Can it be proven that the reduced digit sum of Mersenne primes, except 3 and 7, is always 1 or 4?

Question

For the first 36 Mersenne numbers (M(n)) I have calculated M(n)(mod 9) and the reduced digit sum of M(n). For n > 0, I found repeating sequences of respectively 1,3,7,6,4,0 and 1,3,7,6,4,9. Also, I observed that, within the given range, all Mersenne primes, for n > 3, have a digit sum of 1 or 4. Is this true for every Mersenne prime with n > 3?

Answer 1

The "reduced digit sum" of a number is the remainder when dividing by $9$ (replacing $0$ with $9$).

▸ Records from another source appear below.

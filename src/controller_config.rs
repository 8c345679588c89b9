use std::collections::BTreeMap;
use std::path::{Path, PathBuf};
use std::time::Duration;

use anyhow::{Context, Result};
use serde::Deserialize;

use crate::logging::LoggingConfig;

#[derive(Debug, Deserialize, Clone)]
pub struct ControllerConfig {
    #[serde(default = "default_listen")]
    pub listen: String,
    /// JSON file backing the state store.
    #[serde(default = "default_state_file")]
    pub state_file: PathBuf,
    pub artefact_storage: ArtefactStorageConfig,
    #[serde(default = "default_s3_retry_count")]
    pub s3_retry_count: u32,
    #[serde(default = "default_s3_retry_delay_ms")]
    pub s3_retry_delay_ms: u64,
    /// Operator id -> base URL, e.g. `host-a: http://10.0.0.5:3001`.
    #[serde(default)]
    pub operators: BTreeMap<String, String>,
    #[serde(default = "default_operator_timeout", with = "humantime_serde")]
    pub operator_timeout: Duration,
    #[serde(default = "default_max_upload_bytes")]
    pub max_upload_bytes: usize,
    #[serde(default)]
    pub cron: CronConfig,
    #[serde(default)]
    pub logging: LoggingConfig,
}

fn default_listen() -> String {
    "0.0.0.0:3000".to_string()
}

fn default_state_file() -> PathBuf {
    PathBuf::from("controller_state.json")
}

fn default_s3_retry_count() -> u32 {
    3
}

fn default_s3_retry_delay_ms() -> u64 {
    1000
}

// Updates run synchronously on the operator and may take a while.
fn default_operator_timeout() -> Duration {
    Duration::from_secs(600)
}

fn default_max_upload_bytes() -> usize {
    512 * 1024 * 1024
}

#[derive(Debug, Deserialize, Clone)]
#[serde(tag = "kind", rename_all = "lowercase")]
pub enum ArtefactStorageConfig {
    Local { directory: PathBuf },
    S3(BucketConfig),
}

#[derive(Debug, Deserialize, Clone)]
pub struct BucketConfig {
    pub endpoint: String,
    pub access_key: String,
    pub secret_key: String,
    pub bucket: String,
    #[serde(default)]
    pub path_style: bool,
    pub prefix: String, // alphanumerics, hyphens and underscores only
}

impl BucketConfig {
    /// Prefix is required and limited to alphanumerics, `-` and `_`.
    pub fn validate_prefix(prefix: &str) -> Result<(), String> {
        if prefix.is_empty() {
            return Err("Prefix is required and cannot be empty".to_string());
        }
        if !prefix
            .chars()
            .all(|c| c.is_ascii_alphanumeric() || c == '-' || c == '_')
        {
            return Err(
                "Prefix can only contain alphanumerics (a-z, A-Z, 0-9), hyphens (-), and underscores (_)"
                    .to_string(),
            );
        }
        Ok(())
    }

    pub fn full_key(&self, key: &str) -> String {
        format!("{}/{}", self.prefix, key)
    }
}

#[derive(Debug, Deserialize, Clone)]
pub struct CronConfig {
    #[serde(default = "default_lifecycle_actions_cooldown", with = "humantime_serde")]
    pub lifecycle_actions_cooldown: Duration,
    #[serde(default = "default_history_prune_cooldown", with = "humantime_serde")]
    pub history_prune_cooldown: Duration,
    #[serde(default = "default_history_retention", with = "humantime_serde")]
    pub history_retention: Duration,
    #[serde(default = "default_cache_clear_cooldown", with = "humantime_serde")]
    pub cache_clear_cooldown: Duration,
    #[serde(default = "default_cache_max_age", with = "humantime_serde")]
    pub cache_max_age: Duration,
    /// Pause before retrying a job that failed.
    #[serde(default = "default_failure_backoff", with = "humantime_serde")]
    pub failure_backoff: Duration,
    /// Pause after a whole pass failed, e.g. the state file was unreadable.
    #[serde(default = "default_fallback_retry", with = "humantime_serde")]
    pub fallback_retry: Duration,
}

fn default_lifecycle_actions_cooldown() -> Duration {
    Duration::from_secs(60)
}

fn default_history_prune_cooldown() -> Duration {
    Duration::from_secs(3600)
}

fn default_history_retention() -> Duration {
    Duration::from_secs(30 * 24 * 3600)
}

fn default_cache_clear_cooldown() -> Duration {
    Duration::from_secs(6 * 3600)
}

fn default_cache_max_age() -> Duration {
    Duration::from_secs(7 * 24 * 3600)
}

fn default_failure_backoff() -> Duration {
    crate::cron::DEFAULT_FAILURE_BACKOFF
}

fn default_fallback_retry() -> Duration {
    crate::cron::FALLBACK_RETRY
}

impl Default for CronConfig {
    fn default() -> Self {
        Self {
            lifecycle_actions_cooldown: default_lifecycle_actions_cooldown(),
            history_prune_cooldown: default_history_prune_cooldown(),
            history_retention: default_history_retention(),
            cache_clear_cooldown: default_cache_clear_cooldown(),
            cache_max_age: default_cache_max_age(),
            failure_backoff: default_failure_backoff(),
            fallback_retry: default_fallback_retry(),
        }
    }
}

impl ControllerConfig {
    pub fn from_yaml(contents: &str) -> Result<Self> {
        let config: ControllerConfig =
            serde_yaml_ng::from_str(contents).context("Failed to parse controller config")?;
        if let ArtefactStorageConfig::S3(bucket) = &config.artefact_storage {
            BucketConfig::validate_prefix(&bucket.prefix).map_err(anyhow::Error::msg)?;
        }
        Ok(config)
    }

    pub fn load(path: &Path) -> Result<Self> {
        let contents = std::fs::read_to_string(path)
            .with_context(|| format!("Failed to read config file {}", path.display()))?;
        Self::from_yaml(&contents)
    }
}

#[cfg(test)]
mod tests {
    use super::*;

    #[test]
    fn minimal_local_config_gets_defaults() {
        let config = ControllerConfig::from_yaml(
            "artefact_storage:\n  kind: local\n  directory: /var/lib/fleetdeck/artefacts\n",
        )
        .unwrap();
        assert_eq!(config.listen, "0.0.0.0:3000");
        assert_eq!(config.s3_retry_count, 3);
        assert_eq!(config.cron.history_prune_cooldown, Duration::from_secs(3600));
        assert_eq!(config.cron.failure_backoff, Duration::from_secs(5));
        assert_eq!(config.cron.fallback_retry, Duration::from_secs(60));
        assert!(config.operators.is_empty());
        assert!(matches!(
            config.artefact_storage,
            ArtefactStorageConfig::Local { .. }
        ));
    }

    #[test]
    fn s3_config_with_humantime_durations() {
        let yaml = r#"
listen: 127.0.0.1:8080
artefact_storage:
  kind: s3
  endpoint: http://minio:9000
  access_key: minio
  secret_key: minio123
  bucket: fleet
  path_style: true
  prefix: prod_eu-1
operators:
  host-a: http://10.0.0.5:3001
cron:
  history_retention: 14days
  cache_max_age: 2h
  failure_backoff: 30s
"#;
        let config = ControllerConfig::from_yaml(yaml).unwrap();
        let ArtefactStorageConfig::S3(bucket) = &config.artefact_storage else {
            panic!("expected s3 storage");
        };
        assert_eq!(bucket.full_key("artefacts/a.tar.gz"), "prod_eu-1/artefacts/a.tar.gz");
        assert_eq!(config.cron.history_retention, Duration::from_secs(14 * 24 * 3600));
        assert_eq!(config.cron.cache_max_age, Duration::from_secs(7200));
        assert_eq!(config.cron.failure_backoff, Duration::from_secs(30));
        assert_eq!(config.operators["host-a"], "http://10.0.0.5:3001");
    }

    #[test]
    fn bad_prefix_is_rejected() {
        let yaml = "artefact_storage:\n  kind: s3\n  endpoint: e\n  access_key: a\n  secret_key: s\n  bucket: b\n  prefix: a/b\n";
        let e = ControllerConfig::from_yaml(yaml).unwrap_err();
        assert!(format!("{e:#}").contains("Prefix can only contain"));
        assert!(BucketConfig::validate_prefix("").is_err());
    }
}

The powers of $2$ modulo $9$ form the repeating pattern $$2\mapsto 4\mapsto 8\mapsto 7\mapsto 5\mapsto 1 \mapsto 2\mapsto\cdots $$ So the Mersenne numbers modulo $9$ form the repeating pattern $$1 \mapsto 3\mapsto 7\mapsto 6\mapsto 4\mapsto 9\mapsto 1\mapsto\cdots.$$

A Mersenne prime is of the form $M(p)= 2^p-1$. For $p\gt 2$, $p$ is odd. So the remainders must be $1$, $7$, or $4$. You are asking if you can ever get a $7$.

The cycle has length six; so $M(n)\equiv 7\pmod{9}$ exactly when $n\equiv 3\pmod{6}$. If $n\equiv 3\pmod{6}$, and $n\gt 3$, then $n$ is not prime (it is divisible by $3$). In particular, if $M(n)\equiv 7\pmod{9}$, then $n\equiv 3\pmod{6}$, so $n$ is not prime, so $M(n)$ is not a Mersenne prime.